You can change the status of Novell AppArmor by enabling or disabling it. Enabling Novell AppArmor protects your system from potential program exploitation. Disabling Novell AppArmor, even if your profiles have been set up, removes protection from your system. You can determine how and when you are notified when system security events occur.

[Note]Note

For event notification to work, you must set up a mail server on your SUSE Linux server that can send outgoing mail using the single mail transfer protocol (SMTP), such as postfix or exim.

To configure event notification or change the status of Novell AppArmor, perform the following steps:

  1. Open YaST+Novell AppArmor.

  2. Select Novell AppArmor Control Panel.

    The AppArmor control
	 panel
  3. From the AppArmor Configuration screen, determine whether Novell AppArmor and security event notification are running by looking for a status message that reads enabled.

3.3.6.1. Changing Novell AppArmor Status

When you change the status of Novell AppArmor, set it to enabled or disabled.

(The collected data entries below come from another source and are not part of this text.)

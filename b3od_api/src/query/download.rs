use chrono::NaiveDate;
use url::Url;

use super::common::{format_date, Query};

/// Parameters for `download/requestname`.
///
/// The endpoint wants an (empty) `recaptchaToken` parameter on every call.
#[derive(Clone, Debug)]
pub struct DownloadQuery {
    pub file_name: String,
    pub date: NaiveDate,
}

impl DownloadQuery {
    pub fn new(file_name: &str, date: NaiveDate) -> Self {
        Self {
            file_name: file_name.to_string(),
            date,
        }
    }
}

impl Query for DownloadQuery {
    fn add_to_url(&self, url: &Url) -> Url {
        let mut url = url.clone();
        url.query_pairs_mut()
            .append_pair("fileName", &self.file_name)
            .append_pair("date", &format_date(self.date))
            .append_pair("recaptchaToken", "");
        url
    }
}

/// Parameters for the position limits directory download.
#[derive(Clone, Debug)]
pub struct DirectoryQuery {
    pub date: NaiveDate,
}

impl DirectoryQuery {
    pub fn new(date: NaiveDate) -> Self {
        Self { date }
    }
}

impl Query for DirectoryQuery {
    fn add_to_url(&self, url: &Url) -> Url {
        let mut url = url.clone();
        url.query_pairs_mut()
            .append_pair("data", &format_date(self.date));
        url
    }
}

When Novell AppArmor is enabled, it is installed, running, and enforcing the Novell AppArmor security policies.

  1. Start YaST+Novell AppArmor.

  2. In the Novell AppArmor main menu, click AppArmor Control Panel.

  3. In the Enable naa; section of the window, click Configure. The Enable AppArmor dialog box opens.

    Enable AppArmor
  4. Enable Novell AppArmor by selecting Enabled or disable Novell AppArmor by selecting Disabled. Then click OK.

  5. Click Done in the AppArmor Configuration window.

  6. Click File+Quit in the YaST Control Center.